- YOUR ASSIGNMENT
Below are the records; output them exactly from the first line through the line with "inside the group", stopping there.
- - - - -
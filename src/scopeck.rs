//! Scoped declaration tracking: the frame stack.
//!
//! Every `${ ... $}` group in a database opens a lexical scope.  Variables,
//! hypotheses, and disjoint-variable conditions declared inside the group
//! become inactive when it closes; constants are global and live until the
//! end of the database.  The [`FrameStack`] records all of this and answers
//! the membership and lookup queries every other component relies on, and it
//! computes the frame (the mandatory hypothesis set) of each assertion via
//! [`FrameStack::make_assertion`].
//!
//! Lookups are linear walks over the active frames.  Nesting depth in real
//! databases is tiny (rarely more than two), so this is not a hotspot.

use crate::diag::Diagnostic;
use crate::statement::{
    statement_key, Assertion, DisjointPair, Fhyp, Statement, Token, TokenPtr,
};
use crate::util::{HashMap, HashSet};
use itertools::Itertools;

type Result<T> = std::result::Result<T, Diagnostic>;

/// The set of declarations active at one lexical scope.
#[derive(Default, Debug)]
struct Frame {
    /// Variables declared at this scope.
    vars: HashSet<Token>,
    /// Canonical disjoint-variable pairs declared at this scope.
    disjoint: HashSet<DisjointPair>,
    /// `$f` hypotheses in declaration order.
    floating: Vec<Fhyp>,
    /// Variable name to `$f` label.
    float_labels: HashMap<Token, Token>,
    /// `$e` statements in declaration order.
    essential: Vec<Statement>,
    /// Canonical statement key to `$e` label; the first label recorded for a
    /// given statement wins.
    essential_labels: HashMap<Token, Token>,
}

/// The stack of active frames, plus the global constant set.
///
/// The file-root frame is pushed at construction and remains until the
/// database reader pops it at end of input, so the stack is never empty
/// while reading is in progress.
#[derive(Debug)]
pub struct FrameStack {
    constants: HashSet<Token>,
    frames: Vec<Frame>,
}

impl Default for FrameStack {
    fn default() -> Self {
        FrameStack {
            constants: HashSet::default(),
            frames: vec![Frame::default()],
        }
    }
}

impl FrameStack {
    /// Opens a new scope.
    pub fn push(&mut self) {
        self.frames.push(Frame::default());
    }

    /// Closes the innermost scope, deactivating its declarations.
    pub fn pop(&mut self) {
        self.frames.pop().expect("pop on an empty frame stack");
    }

    /// Number of open scopes, counting the file-root frame.
    #[must_use]
    pub fn depth(&self) -> usize {
        self.frames.len()
    }

    fn top(&mut self) -> &mut Frame {
        self.frames.last_mut().expect("frame stack is never empty")
    }

    /// Records a new global constant.
    pub fn add_constant(&mut self, tok: Token) -> Result<()> {
        if self.constants.contains(&tok) {
            return Err(Diagnostic::ConstantRedeclared(tok));
        }
        if self.lookup_variable(&tok) {
            return Err(Diagnostic::ConstantIsVariable(tok));
        }
        self.constants.insert(tok);
        Ok(())
    }

    /// Records a new variable in the innermost scope.
    pub fn add_variable(&mut self, tok: Token) -> Result<()> {
        if self.lookup_variable(&tok) {
            return Err(Diagnostic::VariableRedeclared(tok));
        }
        if self.constants.contains(&tok) {
            return Err(Diagnostic::VariableIsConstant(tok));
        }
        self.top().vars.insert(tok);
        Ok(())
    }

    /// Records a floating hypothesis `typecode var` in the innermost scope.
    pub fn add_floating(&mut self, typecode: Token, var: Token, label: Token) -> Result<()> {
        if !self.lookup_variable(&var) {
            return Err(Diagnostic::FloatNotVariable(var));
        }
        if !self.lookup_constant(&typecode) {
            return Err(Diagnostic::FloatNotConstant(typecode));
        }
        if self.lookup_floating(&var).is_some() {
            return Err(Diagnostic::FloatRedeclared(var));
        }
        let frame = self.top();
        frame.float_labels.insert(var.clone(), label);
        frame.floating.push(Fhyp { typecode, var });
        Ok(())
    }

    /// Records an essential hypothesis in the innermost scope.
    pub fn add_essential(&mut self, stmt: Statement, label: Token) {
        let frame = self.top();
        frame.essential_labels.entry(statement_key(&stmt)).or_insert(label);
        frame.essential.push(stmt);
    }

    /// Records the canonical pair for every two distinct variables drawn
    /// from the list.  Pairs relating a variable to itself are dropped.
    pub fn add_disjoint(&mut self, vars: &[Token]) {
        let mut pairs = HashSet::default();
        for (x, y) in vars.iter().tuple_combinations() {
            if x == y {
                log::warn!(
                    "$d lists variable {} twice; the self-pair is ignored",
                    crate::statement::as_str(x)
                );
                continue;
            }
            pairs.insert(DisjointPair::new(x, y));
        }
        self.top().disjoint.extend(pairs);
    }

    /// Is the token an active variable in any scope?
    #[must_use]
    pub fn lookup_variable(&self, tok: TokenPtr<'_>) -> bool {
        self.frames.iter().rev().any(|frame| frame.vars.contains(tok))
    }

    /// Is the token a declared constant?
    #[must_use]
    pub fn lookup_constant(&self, tok: TokenPtr<'_>) -> bool {
        self.constants.contains(tok)
    }

    /// Is the canonical pair `{x, y}` active in any scope?
    #[must_use]
    pub fn lookup_disjoint(&self, x: TokenPtr<'_>, y: TokenPtr<'_>) -> bool {
        let pair = DisjointPair::new(x, y);
        self.frames.iter().rev().any(|frame| frame.disjoint.contains(&pair))
    }

    /// The label of the innermost active `$f` typing this variable.
    #[must_use]
    pub fn lookup_floating(&self, var: TokenPtr<'_>) -> Option<&Token> {
        self.frames
            .iter()
            .rev()
            .find_map(|frame| frame.float_labels.get(var))
    }

    /// The label of the earliest active `$e` with this statement.
    pub fn lookup_essential(&self, stmt: &[Token]) -> Result<&Token> {
        let key = statement_key(stmt);
        self.frames
            .iter()
            .find_map(|frame| frame.essential_labels.get(&key))
            .ok_or_else(|| Diagnostic::EssentialNotActive(stmt.to_vec()))
    }

    /// The labels of every active hypothesis, `$f` and `$e` alike.
    #[must_use]
    pub fn active_hypothesis_labels(&self) -> HashSet<Token> {
        let mut labels = HashSet::default();
        for frame in &self.frames {
            labels.extend(frame.float_labels.values().cloned());
            labels.extend(frame.essential_labels.values().cloned());
        }
        labels
    }

    /// Builds the assertion frame for a conclusion statement.
    ///
    /// The essential hypotheses are the concatenation of every active
    /// frame's `$e` list, outermost first.  A variable is mandatory if it
    /// appears in the conclusion or in any of those hypotheses; the floating
    /// hypotheses are the active `$f`s of the mandatory variables, in
    /// declaration order, and the disjoint conditions are the active pairs
    /// with both variables mandatory.
    #[must_use]
    pub fn make_assertion(&self, conclusion: Statement) -> Assertion {
        let essential: Vec<Statement> = self
            .frames
            .iter()
            .flat_map(|frame| frame.essential.iter().cloned())
            .collect();

        let mut mandatory: HashSet<Token> = HashSet::default();
        for stmt in essential.iter().chain(std::iter::once(&conclusion)) {
            for tok in stmt {
                if self.lookup_variable(tok) {
                    mandatory.insert(tok.clone());
                }
            }
        }

        let mut disjoint: Vec<DisjointPair> = self
            .frames
            .iter()
            .flat_map(|frame| frame.disjoint.iter())
            .filter(|pair| mandatory.contains(&pair.first) && mandatory.contains(&pair.second))
            .cloned()
            .collect();
        disjoint.sort();
        disjoint.dedup();

        let mut floating = Vec::new();
        for frame in &self.frames {
            for fhyp in &frame.floating {
                if mandatory.remove(&fhyp.var) {
                    floating.push(fhyp.clone());
                }
            }
        }

        let assertion = Assertion {
            disjoint: disjoint.into(),
            floating: floating.into(),
            essential: essential.into(),
            conclusion,
        };
        log::debug!("make assertion: {assertion}");
        assertion
    }
}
- - - - -
- RESPONSE TO THIS EXERCISE
filename src/scopeck.rs
//! Scoped declaration tracking: the frame stack.
//!
//! Every `${ ... $}` group in a database opens a lexical scope.  Variables,
//! hypotheses, and disjoint-variable conditions declared inside the group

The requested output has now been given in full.